Write out the data below exactly, from its first line to the line containing "ready for distance-based", that line included.
○ ○ ○
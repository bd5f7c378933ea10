//! Weighted composition of travel cost and priority diversity.

use crate::distance::DistanceMatrix;
use crate::error::{ClusterError, Result};
use crate::models::Priority;

/// Pairwise affinity matrix consumed by clustering strategies.
///
/// Higher values mean two points belong together more strongly. Built per
/// run by [`compose`] and discarded afterwards.
#[derive(Debug, Clone, PartialEq)]
pub struct SimilarityMatrix {
    data: Vec<f64>,
    size: usize,
}

impl SimilarityMatrix {
    /// Creates a similarity matrix from an explicit n×n grid.
    ///
    /// Returns `None` if the data length doesn't match `size * size`.
    pub fn from_data(size: usize, data: Vec<f64>) -> Option<Self> {
        if data.len() != size * size {
            return None;
        }
        Some(Self { data, size })
    }

    fn filled(size: usize, value: f64) -> Self {
        Self {
            data: vec![value; size * size],
            size,
        }
    }

    /// Affinity between positions `i` and `j`.
    ///
    /// # Panics
    ///
    /// Panics if either index is out of bounds.
    pub fn get(&self, i: usize, j: usize) -> f64 {
        self.data[i * self.size + j]
    }

    /// Number of points covered.
    pub fn size(&self) -> usize {
        self.size
    }

    /// Row-major entries.
    pub fn as_slice(&self) -> &[f64] {
        &self.data
    }

    /// Converts affinities into dissimilarities `max(S) − S_ij`.
    ///
    /// The result is symmetric with a zero diagonal, ready for distance-based
    /// algorithms. Ordering between pairs is preserved in reverse: the most
    /// similar pair becomes the closest.
    pub fn to_dissimilarity(&self) -> DistanceMatrix {
        let n = self.size;
        let max = self.data.iter().copied().fold(f64::NEG_INFINITY, f64::max);
        let mut out = DistanceMatrix::new(n);
        for i in 0..n {
            for j in (i + 1)..n {
                let s = (self.get(i, j) + self.get(j, i)) / 2.0;
                let d = (max - s).max(0.0);
                out.set(i, j, d);
                out.set(j, i, d);
            }
        }
        out
    }
}

/// Priority closeness for every ordered pair.
///
/// `1 − |p_i − p_j| / max_diff`, where `max_diff` is the largest difference
/// present. When every priority is equal the matrix is all ones.
///
/// # Examples
///
/// ```
/// use u_cluster::models::Priority;
/// use u_cluster::similarity::priority_diversity;
///
/// let p = [0, 3, 3].map(|v| Priority::new(v).unwrap());
/// let div = priority_diversity(&p);
/// assert_eq!(div.get(1, 2), 1.0);
/// assert_eq!(div.get(0, 1), 0.0);
/// ```
pub fn priority_diversity(priorities: &[Priority]) -> SimilarityMatrix {
    let n = priorities.len();
    let (lo, hi) = priorities
        .iter()
        .map(|p| p.value())
        .fold((u8::MAX, u8::MIN), |(lo, hi), v| (lo.min(v), hi.max(v)));
    if n == 0 || hi == lo {
        return SimilarityMatrix::filled(n, 1.0);
    }

    let max_diff = f64::from(hi - lo);
    let mut data = Vec::with_capacity(n * n);
    for a in priorities {
        for b in priorities {
            let diff = f64::from(a.value().abs_diff(b.value()));
            data.push(1.0 - diff / max_diff);
        }
    }
    SimilarityMatrix { data, size: n }
}

/// Builds the clustering affinity for one run.
///
/// `distance_weight × normalize(sym(distances)) + priority_weight × diversity(priorities)`.
/// The weights are applied as given and are not rescaled to sum to one, so
/// the composite may exceed `1.0`.
///
/// The result is read as an affinity, and the distance term adds to it: a
/// pair that is farther apart scores *higher*. With a dominant
/// `distance_weight` and equal priorities, strategies therefore group
/// distant points together. Raise `priority_weight` relative to
/// `distance_weight` to let shared priority outweigh travel cost.
///
/// # Errors
///
/// - [`ClusterError::DimensionMismatch`] if `priorities` and `distances`
///   disagree in size
/// - [`ClusterError::InvalidConfig`] if a weight is not finite
///
/// # Examples
///
/// ```
/// use u_cluster::distance::DistanceMatrix;
/// use u_cluster::models::Priority;
/// use u_cluster::similarity::compose;
///
/// let dm = DistanceMatrix::from_data(2, vec![0.0, 100.0, 300.0, 0.0]).unwrap();
/// let p = [Priority::new(1).unwrap(); 2];
/// let s = compose(&dm, &p, 0.8, 0.2).unwrap();
/// // Symmetrized cost 200 is the maximum, so it normalizes to 1.
/// assert!((s.get(0, 1) - 1.0).abs() < 1e-12);
/// assert!((s.get(0, 0) - 0.2).abs() < 1e-12);
/// ```
pub fn compose(
    distances: &DistanceMatrix,
    priorities: &[Priority],
    distance_weight: f64,
    priority_weight: f64,
) -> Result<SimilarityMatrix> {
    if priorities.len() != distances.size() {
        return Err(ClusterError::DimensionMismatch {
            expected: distances.size(),
            actual: priorities.len(),
        });
    }
    if !distance_weight.is_finite() || !priority_weight.is_finite() {
        return Err(ClusterError::InvalidConfig(format!(
            "similarity weights must be finite, got {distance_weight} and {priority_weight}"
        )));
    }

    let normalized = distances.symmetrized().normalized();
    let diversity = priority_diversity(priorities);
    let data = normalized
        .as_slice()
        .iter()
        .zip(diversity.as_slice())
        .map(|(&d, &p)| distance_weight * d + priority_weight * p)
        .collect();
    Ok(SimilarityMatrix {
        data,
        size: distances.size(),
    })
}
○ ○ ○
### Result of this task
repository bd5f7c378933ea10
//! Weighted composition of travel cost and priority diversity.

use crate::distance::DistanceMatrix;
use crate::error::{ClusterError, Result};
use crate::models::Priority;

/// Pairwise affinity matrix consumed by clustering strategies.
///
/// Higher values mean two points belong together more strongly. Built per
/// run by [`compose`] and discarded afterwards.
#[derive(Debug, Clone, PartialEq)]
pub struct SimilarityMatrix {
    data: Vec<f64>,
    size: usize,
}

impl SimilarityMatrix {
    /// Creates a similarity matrix from an explicit n×n grid.
    ///
    /// Returns `None` if the data length doesn't match `size * size`.
    pub fn from_data(size: usize, data: Vec<f64>) -> Option<Self> {
        if data.len() != size * size {
            return None;
        }
        Some(Self { data, size })
    }

    fn filled(size: usize, value: f64) -> Self {
        Self {
            data: vec![value; size * size],
            size,
        }
    }

    /// Affinity between positions `i` and `j`.
    ///
    /// # Panics
    ///
    /// Panics if either index is out of bounds.
    pub fn get(&self, i: usize, j: usize) -> f64 {
        self.data[i * self.size + j]
    }

    /// Number of points covered.
    pub fn size(&self) -> usize {
        self.size
    }

    /// Row-major entries.
    pub fn as_slice(&self) -> &[f64] {
        &self.data
    }

    /// Converts affinities into dissimilarities `max(S) − S_ij`.
    ///
    /// The result is symmetric with a zero diagonal, ready for distance-based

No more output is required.